Evaluation of Kenya’s readiness to transition from sentinel surveillance to routine HIV testing for antenatal clinic-based HIV surveillance
Published Date:Mar 05 2016
Source:BMC Infect Dis. 16.
Pubmed Central ID:PMC4779556
Funding:U2G PS001814/PS/NCHHSTP CDC HHS/United States
#U2GPS001814/PHS HHS/United States
Sentinel surveillance for HIV among women attending antenatal clinics using unlinked anonymous testing is a cornerstone of HIV surveillance in sub-Saharan Africa. Increased use of routine antenatal HIV testing allows consideration of using these programmatic data rather than sentinel surveillance data for HIV surveillance.

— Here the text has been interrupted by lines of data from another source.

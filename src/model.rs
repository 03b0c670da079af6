//! Core data models for the hand-writing widget.
//! Coordinates are canvas-local and expressed in logical (pre device-pixel-ratio) units.

use serde::{Deserialize, Serialize};

use crate::error::{ConfigError, Error};

#[derive(Clone, Copy, Debug, Default, PartialEq, Serialize, Deserialize)]
pub struct Point {
    pub x: f64,
    pub y: f64,
}

impl Point {
    pub const fn new(x: f64, y: f64) -> Self {
        Self { x, y }
    }

    /// Linear interpolation towards `other`; `t = 0` yields `self`.
    pub fn lerp(self, other: Point, t: f64) -> Point {
        Point {
            x: self.x + (other.x - self.x) * t,
            y: self.y + (other.y - self.y) * t,
        }
    }
}

/// Euclidean distance between two samples. An empty reference point yields 0.
pub fn euclidean(a: Point, b: Option<Point>) -> f64 {
    match b {
        Some(b) => (a.x - b.x).hypot(a.y - b.y),
        None => 0.0,
    }
}

#[derive(Clone, Copy, Debug, Default, PartialEq, Serialize, Deserialize)]
pub struct Size {
    pub width: f64,
    pub height: f64,
}

impl Size {
    pub const fn new(width: f64, height: f64) -> Self {
        Self { width, height }
    }
}

/// Screen-space rectangle of the drawing surface (what `getBoundingClientRect` reports).
#[derive(Clone, Copy, Debug, Default, PartialEq, Serialize, Deserialize)]
pub struct ClientRect {
    pub left: f64,
    pub top: f64,
    pub width: f64,
    pub height: f64,
}

#[derive(Clone, Copy, Debug, Default, PartialEq, Eq, Serialize, Deserialize)]
#[serde(rename_all = "lowercase")]
pub enum Mode {
    /// Speed-responsive variable-width ink built from filled disks.
    #[default]
    #[serde(alias = "handWriting", alias = "hand-writing")]
    Handwriting,
    /// Constant-width stroked path.
    Linear,
}

/// A CSS colour, kept both as the source string (for canvas styles) and as RGBA bytes.
#[derive(Clone, Debug, PartialEq, Eq, Serialize, Deserialize)]
#[serde(try_from = "String", into = "String")]
pub struct Color {
    css: String,
    rgba: [u8; 4],
}

impl Color {
    pub fn parse(css: &str) -> Result<Self, Error> {
        let parsed =
            csscolorparser::parse(css).map_err(|_| Error::InvalidColor(css.to_string()))?;
        Ok(Self {
            css: css.trim().to_string(),
            rgba: parsed.to_rgba8(),
        })
    }

    pub fn transparent() -> Self {
        Self {
            css: "transparent".to_string(),
            rgba: [0, 0, 0, 0],
        }
    }

    pub fn css(&self) -> &str {
        &self.css
    }

    pub fn rgba(&self) -> [u8; 4] {
        self.rgba
    }

    pub fn is_transparent(&self) -> bool {
        self.rgba[3] == 0
    }
}

impl TryFrom<String> for Color {
    type Error = Error;

    fn try_from(value: String) -> Result<Self, Self::Error> {
        Color::parse(&value)
    }
}

impl From<Color> for String {
    fn from(color: Color) -> Self {
        color.css
    }
}

/// Resolved drawing configuration of one widget instance.
#[derive(Clone, Debug, PartialEq, Serialize, Deserialize)]
#[serde(rename_all = "camelCase", default)]
pub struct DrawConfig {
    pub paint_color: Color,
    /// May be transparent.
    pub background_color: Color,
    pub mode: Mode,
    /// Lower bound of the stroke diameter in hand-writing mode.
    pub min_width: f64,
    /// Upper bound of the stroke diameter in hand-writing mode.
    pub max_width: f64,
    /// Distance per sample (px) at and above which a stroke is drawn at `min_width`.
    pub write_speed: f64,
    /// Stroke width for linear mode; the mean of the width bounds when unset.
    #[serde(skip_serializing_if = "Option::is_none")]
    pub line_width: Option<f64>,
}

impl Default for DrawConfig {
    fn default() -> Self {
        Self {
            paint_color: Color {
                css: "#f00".to_string(),
                rgba: [255, 0, 0, 255],
            },
            background_color: Color::transparent(),
            mode: Mode::Handwriting,
            min_width: 6.0,
            max_width: 21.0,
            write_speed: 30.0,
            line_width: None,
        }
    }
}

impl DrawConfig {
    pub fn from_json(raw: &str) -> Result<Self, Error> {
        let config: DrawConfig = serde_json::from_str(raw)?;
        config.validate()?;
        Ok(config)
    }

    pub fn to_json(&self) -> Result<String, Error> {
        Ok(serde_json::to_string(self)?)
    }

    pub fn validate(&self) -> Result<(), ConfigError> {
        let positive = |name: &'static str, value: f64| {
            if value.is_finite() && value > 0.0 {
                Ok(())
            } else {
                Err(ConfigError::NotPositive { name, value })
            }
        };
        positive("minWidth", self.min_width)?;
        positive("maxWidth", self.max_width)?;
        positive("writeSpeed", self.write_speed)?;
        if let Some(width) = self.line_width {
            positive("lineWidth", width)?;
        }
        if self.min_width > self.max_width {
            return Err(ConfigError::WidthRange {
                min: self.min_width,
                max: self.max_width,
            });
        }
        Ok(())
    }

    pub fn min_radius(&self) -> f64 {
        self.min_width / 2.0
    }

    pub fn max_radius(&self) -> f64 {
        self.max_width / 2.0
    }

    pub fn linear_width(&self) -> f64 {
        self.line_width
            .unwrap_or((self.min_width + self.max_width) / 2.0)
    }
}

#[cfg(test)]
mod tests {
    use super::*;

    #[test]
    fn distance_to_self_is_zero() {
        let p = Point::new(3.5, -7.25);
        assert_eq!(euclidean(p, Some(p)), 0.0);
    }

    #[test]
    fn distance_to_empty_point_is_zero() {
        assert_eq!(euclidean(Point::new(100.0, 100.0), None), 0.0);
    }

    #[test]
    fn distance_is_euclidean() {
        assert_eq!(euclidean(Point::new(0.0, 0.0), Some(Point::new(3.0, 4.0))), 5.0);
    }

    #[test]
    fn default_config_is_valid() {
        let config = DrawConfig::default();
        assert!(config.validate().is_ok());
        assert_eq!(config.paint_color, Color::parse("#f00").unwrap());
    }

    #[test]
    fn rejects_inverted_widths() {
        let config = DrawConfig {
            min_width: 10.0,
            max_width: 4.0,
            ..Default::default()
        };
        assert!(matches!(
            config.validate(),
            Err(ConfigError::WidthRange { .. })
        ));
    }

    #[test]
    fn rejects_non_positive_write_speed() {
        for speed in [0.0, -1.0, f64::NAN] {
            let config = DrawConfig {
                write_speed: speed,
                ..Default::default()
            };
            assert!(matches!(
                config.validate(),
                Err(ConfigError::NotPositive { name: "writeSpeed", .. })
            ));
        }
    }

    #[test]
    fn parses_camel_case_json_with_defaults() {
        let config = DrawConfig::from_json(
            r#"{"mode":"linear","minWidth":4,"maxWidth":4,"paintColor":"rgb(0, 0, 255)"}"#,
        )
        .unwrap();
        assert_eq!(config.mode, Mode::Linear);
        assert_eq!(config.min_width, 4.0);
        assert_eq!(config.write_speed, 30.0);
        assert_eq!(config.paint_color.rgba(), [0, 0, 255, 255]);
        assert!(config.background_color.is_transparent());
    }

    #[test]
    fn from_json_validates() {
        let err = DrawConfig::from_json(r#"{"minWidth":8,"maxWidth":2}"#).unwrap_err();
        assert!(matches!(err, Error::InvalidConfig(ConfigError::WidthRange { .. })));
    }

    #[test]
    fn rejects_unknown_color() {
        assert!(matches!(
            Color::parse("not-a-colour"),
            Err(Error::InvalidColor(_))
        ));
        assert!(DrawConfig::from_json(r#"{"paintColor":"nope"}"#).is_err());
    }

    #[test]
    fn linear_width_falls_back_to_mean() {
        let config = DrawConfig {
            min_width: 2.0,
            max_width: 6.0,
            ..Default::default()
        };
        assert_eq!(config.linear_width(), 4.0);
        let config = DrawConfig {
            line_width: Some(3.0),
            ..config
        };
        assert_eq!(config.linear_width(), 3.0);
    }
}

To gauge Kenya’s readiness to discontinue sentinel surveillance, we evaluated whether recommended World Health Organization standards were fulfilled by conducting data and administrative reviews of antenatal clinics that offered both routine testing and sentinel surveillance in 2010.
The proportion of tests that were HIV-positive among women aged 15–49 years was 6.2 % (95 % confidence interval [CI] 4.6–7.7 %] in sentinel surveillance and 6.5 % (95 % CI 5.1–8.0 %) in routine testing. The agreement of HIV test results between sentinel surveillance and routine testing was 98.0 %, but 24.1 % of specimens that tested positive in sentinel surveillance were recorded as negative in routine testing. Data completeness was moderate, with HIV test results recorded for 87.8 % of women who received routine testing.
Additional preparation is required before routine antenatal HIV testing data can supplant sentinel surveillance in Kenya. As the quality of program data has markedly improved since 2010 a repeat evaluation of the use of routine antenatal HIV testing data in lieu of ANC sentinel surveillance is recommended.